Cancer patients have an increased risk of VTE compared with the general population. We are interested in the mechanisms of cancer-associated thrombosis (CAT). Importantly, there are different rates of VTE associated with different cancer types. Pancreatic and brain cancer are associated with very high rates of VTE whereas breast and prostate cancer are associated with lower rates of VTE. This suggests that there are different thrombotic pathways associated with different cancer types (Figure 7). We found that elevated levels of microvesicle (MV) TF are associated with VTE in pancreatic cancer patients but not with patients with gastric, colorectal and brain cancer. We have studied the mechanism by which TF+ MVs enhance thrombosis in mouse models. We and others found that human tumors grown in mice release TF+ MVs into the blood and tumor-bearing mice also have an activated clotting system. Recently, we showed that mice with human pancreatic tumors had larger venous clots compared with controls, and that administration of an anti-human TF antibody reduced the size of the clots. These data suggest that tumors release TF+ MVs into the blood and enhance venous thrombosis. Currently, we are studying the role of neutrophils and neutrophil extracellular traps in venous thrombosis in mice with human pancreatic tumors.

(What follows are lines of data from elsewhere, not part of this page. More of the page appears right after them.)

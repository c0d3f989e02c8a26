//! The indexing half of the workspace: batching documents from a
//! partition's CSVs into a vector store, resuming interrupted runs, query
//! config/fan-out for reading them back, and the drop workflow for
//! retracting what was indexed.

pub mod batch_builder;
pub mod drop;
pub mod e2e;
pub mod error;
pub mod http_store;
pub mod indexer;
pub mod query_client;
pub mod query_config;
pub mod resume_state;
pub mod token_truncation;

pub use batch_builder::{BatchBuilder, PendingDocument};
pub use drop::{apply as apply_drop, plan as plan_drop, ApplyOptions, DropPlan, DropRequest, DropResult};
pub use e2e::{E2eRecorder, SampledDocument};
pub use error::{DropError, IndexError, QueryError};
pub use http_store::HttpVectorStoreClient;
pub use indexer::{BatchIndexer, E2eSink, IndexRunReport, IndexSourceSpec, IndexingPolicy, SampleSink};
pub use query_client::{MergedMatch, MergedQueryResult, QueryClient, StoreAddress};
pub use query_config::{build as build_query_config, QueryConfig, RecordTypeEntry};
pub use resume_state::{ResumeDecision, ResumeState, ResumeStateFile, ResumeStateStore, SourceSignature};
pub use token_truncation::{truncate, TruncationOutcome, TruncationStrategy};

Pathways of cancer associated venous thrombosis. There are three pathways for pancreatic cancer. In the first, tissue factor works through platelets or directly. In the second, neutrophils release NETs. In the third, PAI-1 acts directly. There are two pathways for brain cancer. In the first, PDPN positive EVs work through platelets. In the second, tissue factor works through platelets or directly.